[[ AVAILABLE DATA open ]]

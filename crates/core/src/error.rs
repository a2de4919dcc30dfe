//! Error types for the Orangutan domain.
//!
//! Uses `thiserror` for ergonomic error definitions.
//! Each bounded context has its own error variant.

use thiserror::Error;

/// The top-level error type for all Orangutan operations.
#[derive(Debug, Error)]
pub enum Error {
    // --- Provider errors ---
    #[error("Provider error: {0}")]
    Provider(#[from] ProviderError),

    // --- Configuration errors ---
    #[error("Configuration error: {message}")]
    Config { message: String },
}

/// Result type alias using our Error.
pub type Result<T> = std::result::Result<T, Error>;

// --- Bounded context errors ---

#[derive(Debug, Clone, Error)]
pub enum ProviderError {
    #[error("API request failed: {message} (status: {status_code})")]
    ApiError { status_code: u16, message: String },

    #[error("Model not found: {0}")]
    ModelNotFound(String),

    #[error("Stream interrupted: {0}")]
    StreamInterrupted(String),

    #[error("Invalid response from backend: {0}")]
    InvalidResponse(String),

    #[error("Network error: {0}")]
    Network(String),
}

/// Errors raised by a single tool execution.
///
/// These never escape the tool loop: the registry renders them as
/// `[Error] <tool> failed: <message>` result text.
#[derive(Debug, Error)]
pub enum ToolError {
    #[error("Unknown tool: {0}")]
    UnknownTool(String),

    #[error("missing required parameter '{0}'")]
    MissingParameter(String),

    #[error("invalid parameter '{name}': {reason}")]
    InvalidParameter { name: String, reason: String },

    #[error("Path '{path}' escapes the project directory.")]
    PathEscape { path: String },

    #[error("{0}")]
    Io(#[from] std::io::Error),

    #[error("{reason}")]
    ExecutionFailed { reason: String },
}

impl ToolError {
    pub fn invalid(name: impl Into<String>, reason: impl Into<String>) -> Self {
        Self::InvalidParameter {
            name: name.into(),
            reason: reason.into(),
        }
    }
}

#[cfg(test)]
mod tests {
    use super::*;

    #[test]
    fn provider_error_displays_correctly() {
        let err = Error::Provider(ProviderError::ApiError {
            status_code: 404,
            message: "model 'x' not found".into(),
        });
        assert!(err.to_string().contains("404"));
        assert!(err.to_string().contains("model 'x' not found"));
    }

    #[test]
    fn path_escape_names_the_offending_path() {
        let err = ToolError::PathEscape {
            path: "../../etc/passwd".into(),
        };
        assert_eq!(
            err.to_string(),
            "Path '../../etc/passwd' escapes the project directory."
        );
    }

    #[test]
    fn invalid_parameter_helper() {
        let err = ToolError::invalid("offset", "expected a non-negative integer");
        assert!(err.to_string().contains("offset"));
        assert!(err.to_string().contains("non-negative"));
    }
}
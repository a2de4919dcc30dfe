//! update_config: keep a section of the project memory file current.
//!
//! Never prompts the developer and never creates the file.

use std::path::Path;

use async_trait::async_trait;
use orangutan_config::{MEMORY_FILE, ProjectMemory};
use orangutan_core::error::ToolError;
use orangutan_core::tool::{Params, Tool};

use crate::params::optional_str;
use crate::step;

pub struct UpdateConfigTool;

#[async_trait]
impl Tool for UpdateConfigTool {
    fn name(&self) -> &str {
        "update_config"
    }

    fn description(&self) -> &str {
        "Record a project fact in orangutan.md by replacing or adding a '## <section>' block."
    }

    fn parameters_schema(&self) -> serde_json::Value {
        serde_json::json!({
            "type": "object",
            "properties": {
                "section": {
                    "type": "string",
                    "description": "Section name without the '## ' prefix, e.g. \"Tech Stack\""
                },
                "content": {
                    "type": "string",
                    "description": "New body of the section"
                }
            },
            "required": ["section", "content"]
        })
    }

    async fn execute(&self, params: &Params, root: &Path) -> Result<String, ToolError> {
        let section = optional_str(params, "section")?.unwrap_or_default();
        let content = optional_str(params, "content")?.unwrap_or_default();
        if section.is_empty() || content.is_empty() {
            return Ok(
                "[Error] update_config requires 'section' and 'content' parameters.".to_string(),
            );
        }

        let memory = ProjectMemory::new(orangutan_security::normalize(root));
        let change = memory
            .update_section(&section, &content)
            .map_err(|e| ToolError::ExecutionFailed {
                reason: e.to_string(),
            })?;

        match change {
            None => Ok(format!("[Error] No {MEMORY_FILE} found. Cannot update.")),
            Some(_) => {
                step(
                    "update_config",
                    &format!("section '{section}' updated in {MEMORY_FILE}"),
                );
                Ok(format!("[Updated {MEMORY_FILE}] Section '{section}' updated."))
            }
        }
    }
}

[[ AVAILABLE DATA closed ]]

■ **TASK DESCRIPTION**
Up to and including the line that contains "use thiserror::Error;", restate word for word every line of the entries, starting from the first.

■ **ANSWER TO THIS EXERCISE**
filename crates/core/src/error.rs
repository a2de4919dcc30dfe
//! Error types for the Orangutan domain.
//!
//! Uses `thiserror` for ergonomic error definitions.
//! Each bounded context has its own error variant.

use thiserror::Error;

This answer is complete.